Data shown START
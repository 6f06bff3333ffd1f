//! Workflow recording and replay.
//!
//! A named session captures every plan executed while it is active; the
//! replayer merges a recording into one sequential plan that re-runs the
//! session.

mod models;
mod recorder;
mod replayer;

pub use models::{RecordedPlan, RecordingStatus, WorkflowRecording};
pub use recorder::ShadowRecorder;
pub use replayer::WorkflowReplayer;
Data shown END
What the task requires.
Go through the records and set each one down again, unchanged.

The completed task.
repository 6f06bff3333ffd1f
//! Workflow recording and replay.
//!
//! A named session captures every plan executed while it is active; the
//! replayer merges a recording into one sequential plan that re-runs the
//! session.

mod models;
mod recorder;
mod replayer;

pub use models::{RecordedPlan, RecordingStatus, WorkflowRecording};
pub use recorder::ShadowRecorder;
pub use replayer::WorkflowReplayer;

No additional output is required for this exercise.